In this paper we present details of the approach utilized to optimize the completion and stimulation campaign in the continued development of a large gas carbonate field in the Middle East. A new acid diverter was deployed along with a revised placement model, field calibrated to more accurately predict treatment pressure responses, to optimize treatment design and to maximize diversion in this layered reservoir. Results presented include typical stimulation treatment plots alongside model post treatment pressure history matches, pre and post stimulation production logs, clean up data and well test interpretations. We also present details on how this new approach facilitated the execution of simultaneous drilling and well intervention operations.

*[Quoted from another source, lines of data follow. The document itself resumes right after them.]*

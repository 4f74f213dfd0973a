/// Track display utilities
///
/// In the main event, item IDs carry a suffix naming the track they were
/// accepted to: `123-srw`, `45-tacl`, `7-demos`. Workshops and co-located
/// events use their own name as the only track.

/// Known ID suffixes and the track names shown in the app
const TRACK_SUFFIXES: &[(&str, &str)] = &[
    ("srw", "SRW"),
    ("tacl", "TACL"),
    ("demos", "Demos"),
    ("industry", "Industry"),
    ("tutorial", "Tutorial"),
];

/// Track of main-event items without a suffix
pub const MAIN_TRACK: &str = "Main";

/// Track every main-event paper and poster session belongs to
pub const RESEARCH_TRACK: &str = "Research";

/// Display name for the track encoded in an item ID suffix
///
/// # Examples
/// ```
/// use appagenda::utils::suffix_track;
///
/// assert_eq!(suffix_track("123-srw"), Some("SRW"));
/// assert_eq!(suffix_track("45-TACL"), Some("TACL"));
/// assert_eq!(suffix_track("123"), None);
/// assert_eq!(suffix_track("123-unknown"), None);
/// ```
pub fn suffix_track(local_id: &str) -> Option<&'static str> {
    let (_, suffix) = local_id.rsplit_once('-')?;
    let suffix = suffix.to_lowercase();
    TRACK_SUFFIXES
        .iter()
        .find(|(key, _)| *key == suffix)
        .map(|(_, display)| *display)
}

/// Track for a single agenda item
///
/// # Examples
/// ```
/// use appagenda::utils::item_track;
///
/// assert_eq!(item_track("main", "main", "12-demos"), "Demos");
/// assert_eq!(item_track("main", "main", "12"), "Main");
/// assert_eq!(item_track("BEA", "main", "12-demos"), "BEA");
/// ```
pub fn item_track(event: &str, main_event: &str, local_id: &str) -> String {
    if event == main_event {
        suffix_track(local_id).unwrap_or(MAIN_TRACK).to_string()
    } else {
        event.to_string()
    }
}

/// Tracks for a research session in the main event: "Research" followed by
/// the distinct suffix tracks of its items in first-seen order.
pub fn research_session_tracks<'a>(item_ids: impl IntoIterator<Item = &'a str>) -> String {
    let mut tracks: Vec<&'static str> = Vec::new();
    for id in item_ids {
        if let Some(track) = suffix_track(id) {
            if !tracks.contains(&track) {
                tracks.push(track);
            }
        }
    }

    let mut display = RESEARCH_TRACK.to_string();
    for track in tracks {
        display.push_str("; ");
        display.push_str(track);
    }
    display
}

We describe high permeability, multi zone treatments with a bullheaded matrix acid technique. We observed through large bore tubing treatment pressures in excess of 3000 psi, far above what is typically observed in this field. A degradable fibrous material was incorporated into an in-situ self viscosifying surfactant based acid formulation to effect the diversion responses and we observed negligible returns of fibres during clean up operations. We observed uniform inflow profiles, validating the technique and provide evidence that the use of such a fluid system is capable, in certain circumstances, of reconnecting to natural fracture and loss zones. We have also observed significant benefits in reduced flaring requirements for well clean up.

We conclude that this technique has facilitated enhanced diversion and promoted uniform zonal depletion. We have also found operational benefits in deploying the system in that commingled zones, normally perforated and stimulated in several stages can now be easily and effectively stimulated using a one-stage technique.

The stimulation of thick carbonate intervals presents several challenges if the long term well and field productivity is considered. Overcoming these challenges without additional well interventions such as setting retrievable bridge plugs or the introduction of ball sealers, requiring slick line re-entry to ensure no interference with surveillance activities, significantly reduces operational risk and well site exposure.